| Action item |
Extract from the entries below, exactly as given, only the lines from the line containing "let factor = shrink_factor(self.radius);" to the line containing "let opened = ball.dilate(&ball.erode(&small));", both lines included.

| Extracted entries |

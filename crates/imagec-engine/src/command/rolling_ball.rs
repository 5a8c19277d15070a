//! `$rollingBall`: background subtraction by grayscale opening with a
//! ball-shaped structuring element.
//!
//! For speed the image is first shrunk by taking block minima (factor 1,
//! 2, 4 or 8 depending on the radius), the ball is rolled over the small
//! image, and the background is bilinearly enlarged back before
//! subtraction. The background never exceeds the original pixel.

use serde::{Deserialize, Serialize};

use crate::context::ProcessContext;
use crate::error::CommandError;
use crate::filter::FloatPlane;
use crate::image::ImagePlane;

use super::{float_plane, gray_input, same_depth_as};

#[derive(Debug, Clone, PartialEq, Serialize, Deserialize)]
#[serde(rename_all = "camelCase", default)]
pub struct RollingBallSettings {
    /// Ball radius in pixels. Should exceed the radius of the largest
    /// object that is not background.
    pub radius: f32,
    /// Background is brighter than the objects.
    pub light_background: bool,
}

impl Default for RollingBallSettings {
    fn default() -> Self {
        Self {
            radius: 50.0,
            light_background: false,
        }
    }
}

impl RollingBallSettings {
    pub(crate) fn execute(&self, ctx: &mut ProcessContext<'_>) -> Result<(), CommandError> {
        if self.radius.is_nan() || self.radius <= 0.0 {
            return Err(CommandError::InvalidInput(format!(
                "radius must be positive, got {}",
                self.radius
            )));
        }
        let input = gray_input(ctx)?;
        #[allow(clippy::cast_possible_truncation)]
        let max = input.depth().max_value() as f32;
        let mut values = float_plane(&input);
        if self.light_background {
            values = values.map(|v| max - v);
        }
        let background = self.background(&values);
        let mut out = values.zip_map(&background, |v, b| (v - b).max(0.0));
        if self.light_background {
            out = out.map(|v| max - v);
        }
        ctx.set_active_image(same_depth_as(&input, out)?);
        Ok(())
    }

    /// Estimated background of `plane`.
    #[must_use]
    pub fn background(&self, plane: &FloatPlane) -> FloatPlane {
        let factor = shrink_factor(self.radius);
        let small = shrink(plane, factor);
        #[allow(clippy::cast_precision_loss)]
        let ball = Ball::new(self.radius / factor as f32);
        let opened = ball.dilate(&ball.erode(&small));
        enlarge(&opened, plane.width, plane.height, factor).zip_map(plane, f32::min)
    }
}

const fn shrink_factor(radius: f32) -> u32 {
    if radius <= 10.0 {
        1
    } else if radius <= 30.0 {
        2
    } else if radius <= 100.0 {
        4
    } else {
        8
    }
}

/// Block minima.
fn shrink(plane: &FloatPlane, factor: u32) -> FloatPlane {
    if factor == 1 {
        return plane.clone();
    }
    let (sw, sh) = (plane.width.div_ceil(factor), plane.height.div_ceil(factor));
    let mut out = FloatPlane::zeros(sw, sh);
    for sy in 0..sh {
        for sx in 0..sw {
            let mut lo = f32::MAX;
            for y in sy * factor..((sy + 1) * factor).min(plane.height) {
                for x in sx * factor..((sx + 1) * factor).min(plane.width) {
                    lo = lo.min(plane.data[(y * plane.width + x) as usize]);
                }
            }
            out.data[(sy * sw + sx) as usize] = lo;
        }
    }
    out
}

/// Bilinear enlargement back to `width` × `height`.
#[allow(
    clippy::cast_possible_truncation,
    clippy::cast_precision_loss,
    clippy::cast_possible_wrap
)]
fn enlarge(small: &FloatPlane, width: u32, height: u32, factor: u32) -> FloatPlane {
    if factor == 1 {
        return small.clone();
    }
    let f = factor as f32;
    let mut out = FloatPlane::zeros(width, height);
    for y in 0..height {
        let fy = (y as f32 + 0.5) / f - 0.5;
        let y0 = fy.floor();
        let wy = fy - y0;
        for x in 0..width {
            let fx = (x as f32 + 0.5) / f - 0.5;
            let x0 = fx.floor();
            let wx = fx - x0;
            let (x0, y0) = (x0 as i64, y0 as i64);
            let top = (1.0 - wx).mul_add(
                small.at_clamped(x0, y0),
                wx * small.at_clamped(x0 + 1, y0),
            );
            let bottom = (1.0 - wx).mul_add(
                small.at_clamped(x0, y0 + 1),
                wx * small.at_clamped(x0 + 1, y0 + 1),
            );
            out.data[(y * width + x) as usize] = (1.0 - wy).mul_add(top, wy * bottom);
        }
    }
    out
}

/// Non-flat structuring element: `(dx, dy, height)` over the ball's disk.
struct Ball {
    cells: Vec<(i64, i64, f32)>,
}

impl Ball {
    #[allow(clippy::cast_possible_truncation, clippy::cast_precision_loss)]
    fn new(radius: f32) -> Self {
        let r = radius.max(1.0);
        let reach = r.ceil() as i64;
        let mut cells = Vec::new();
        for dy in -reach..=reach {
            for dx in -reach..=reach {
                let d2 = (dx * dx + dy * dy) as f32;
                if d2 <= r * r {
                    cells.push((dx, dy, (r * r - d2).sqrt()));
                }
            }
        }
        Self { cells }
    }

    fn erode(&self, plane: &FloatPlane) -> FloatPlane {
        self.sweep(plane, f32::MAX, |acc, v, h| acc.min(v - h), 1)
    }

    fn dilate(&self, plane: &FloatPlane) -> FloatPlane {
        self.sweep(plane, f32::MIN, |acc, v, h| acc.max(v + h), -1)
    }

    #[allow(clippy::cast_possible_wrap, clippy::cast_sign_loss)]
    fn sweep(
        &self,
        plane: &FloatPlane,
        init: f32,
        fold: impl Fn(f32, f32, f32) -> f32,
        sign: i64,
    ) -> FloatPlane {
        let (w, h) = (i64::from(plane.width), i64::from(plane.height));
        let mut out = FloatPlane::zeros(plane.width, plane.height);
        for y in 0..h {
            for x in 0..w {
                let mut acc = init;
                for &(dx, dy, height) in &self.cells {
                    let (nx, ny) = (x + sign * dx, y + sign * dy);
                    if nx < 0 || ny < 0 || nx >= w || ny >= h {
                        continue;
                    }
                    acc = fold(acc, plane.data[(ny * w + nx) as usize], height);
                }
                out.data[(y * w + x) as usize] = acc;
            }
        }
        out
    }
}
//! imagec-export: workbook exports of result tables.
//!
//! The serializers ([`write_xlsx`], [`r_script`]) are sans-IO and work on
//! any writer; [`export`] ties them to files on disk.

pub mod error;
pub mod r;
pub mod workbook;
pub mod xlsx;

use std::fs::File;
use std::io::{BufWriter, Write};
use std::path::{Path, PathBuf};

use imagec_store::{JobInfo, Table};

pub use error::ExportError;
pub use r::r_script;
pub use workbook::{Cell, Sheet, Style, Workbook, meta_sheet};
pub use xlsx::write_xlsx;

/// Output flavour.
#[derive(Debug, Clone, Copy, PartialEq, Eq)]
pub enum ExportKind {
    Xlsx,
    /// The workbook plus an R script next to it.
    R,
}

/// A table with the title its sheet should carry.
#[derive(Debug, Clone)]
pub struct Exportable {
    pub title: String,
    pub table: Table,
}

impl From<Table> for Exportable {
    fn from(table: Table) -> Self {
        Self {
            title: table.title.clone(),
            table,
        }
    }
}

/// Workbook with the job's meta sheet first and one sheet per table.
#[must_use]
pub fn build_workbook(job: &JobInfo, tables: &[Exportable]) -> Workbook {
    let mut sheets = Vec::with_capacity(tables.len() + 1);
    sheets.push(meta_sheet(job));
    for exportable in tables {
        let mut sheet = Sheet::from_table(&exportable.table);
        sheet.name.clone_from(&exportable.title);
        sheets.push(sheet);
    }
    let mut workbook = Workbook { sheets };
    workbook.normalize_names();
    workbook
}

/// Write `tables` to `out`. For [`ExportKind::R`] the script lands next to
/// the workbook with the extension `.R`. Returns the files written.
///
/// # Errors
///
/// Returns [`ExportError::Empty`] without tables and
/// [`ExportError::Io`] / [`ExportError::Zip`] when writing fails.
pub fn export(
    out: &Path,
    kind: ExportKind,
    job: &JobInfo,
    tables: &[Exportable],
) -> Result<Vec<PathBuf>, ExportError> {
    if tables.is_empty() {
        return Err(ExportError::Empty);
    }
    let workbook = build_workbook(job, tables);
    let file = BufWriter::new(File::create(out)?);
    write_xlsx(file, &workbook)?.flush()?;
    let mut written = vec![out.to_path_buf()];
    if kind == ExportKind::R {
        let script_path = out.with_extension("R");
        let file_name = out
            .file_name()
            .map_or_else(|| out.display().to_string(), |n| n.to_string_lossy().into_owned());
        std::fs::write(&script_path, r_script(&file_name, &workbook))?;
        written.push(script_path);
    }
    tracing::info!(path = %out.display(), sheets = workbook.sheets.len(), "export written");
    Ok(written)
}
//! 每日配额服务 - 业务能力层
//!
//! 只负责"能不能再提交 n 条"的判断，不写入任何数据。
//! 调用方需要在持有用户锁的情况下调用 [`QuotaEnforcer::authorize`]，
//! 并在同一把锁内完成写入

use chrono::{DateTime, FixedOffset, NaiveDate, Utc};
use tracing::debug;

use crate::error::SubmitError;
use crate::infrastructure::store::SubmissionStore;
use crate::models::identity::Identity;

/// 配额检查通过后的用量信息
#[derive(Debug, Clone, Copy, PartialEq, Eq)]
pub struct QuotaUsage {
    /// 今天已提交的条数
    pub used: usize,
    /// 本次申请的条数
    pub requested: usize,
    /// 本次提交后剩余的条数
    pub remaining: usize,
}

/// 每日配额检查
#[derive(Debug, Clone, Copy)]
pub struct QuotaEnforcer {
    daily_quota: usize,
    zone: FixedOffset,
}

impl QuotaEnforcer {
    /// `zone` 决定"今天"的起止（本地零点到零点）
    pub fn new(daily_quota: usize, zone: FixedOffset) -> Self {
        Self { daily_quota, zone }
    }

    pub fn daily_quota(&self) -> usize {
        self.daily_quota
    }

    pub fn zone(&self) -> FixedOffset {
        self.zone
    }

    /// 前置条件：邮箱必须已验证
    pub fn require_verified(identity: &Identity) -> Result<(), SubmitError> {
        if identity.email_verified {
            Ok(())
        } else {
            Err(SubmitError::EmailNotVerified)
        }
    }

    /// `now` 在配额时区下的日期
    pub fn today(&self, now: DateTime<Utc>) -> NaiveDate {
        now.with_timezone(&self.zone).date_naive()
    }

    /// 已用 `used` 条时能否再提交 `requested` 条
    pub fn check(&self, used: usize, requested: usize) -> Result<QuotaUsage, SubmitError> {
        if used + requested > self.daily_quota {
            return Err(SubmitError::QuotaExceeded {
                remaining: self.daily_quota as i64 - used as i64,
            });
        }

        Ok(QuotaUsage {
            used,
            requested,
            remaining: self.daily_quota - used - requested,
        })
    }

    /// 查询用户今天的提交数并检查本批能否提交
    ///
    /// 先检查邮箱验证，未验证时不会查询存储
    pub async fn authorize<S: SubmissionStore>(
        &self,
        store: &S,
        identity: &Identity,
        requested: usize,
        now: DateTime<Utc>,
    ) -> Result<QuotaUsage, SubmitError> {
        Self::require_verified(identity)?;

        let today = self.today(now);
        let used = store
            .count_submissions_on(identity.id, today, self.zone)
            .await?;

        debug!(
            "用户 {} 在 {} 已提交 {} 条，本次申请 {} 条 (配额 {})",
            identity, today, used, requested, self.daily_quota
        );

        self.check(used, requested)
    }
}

| Answer for this exercise |
        let factor = shrink_factor(self.radius);
        let small = shrink(plane, factor);
        #[allow(clippy::cast_precision_loss)]
        let ball = Ball::new(self.radius / factor as f32);
        let opened = ball.dilate(&ball.erode(&small));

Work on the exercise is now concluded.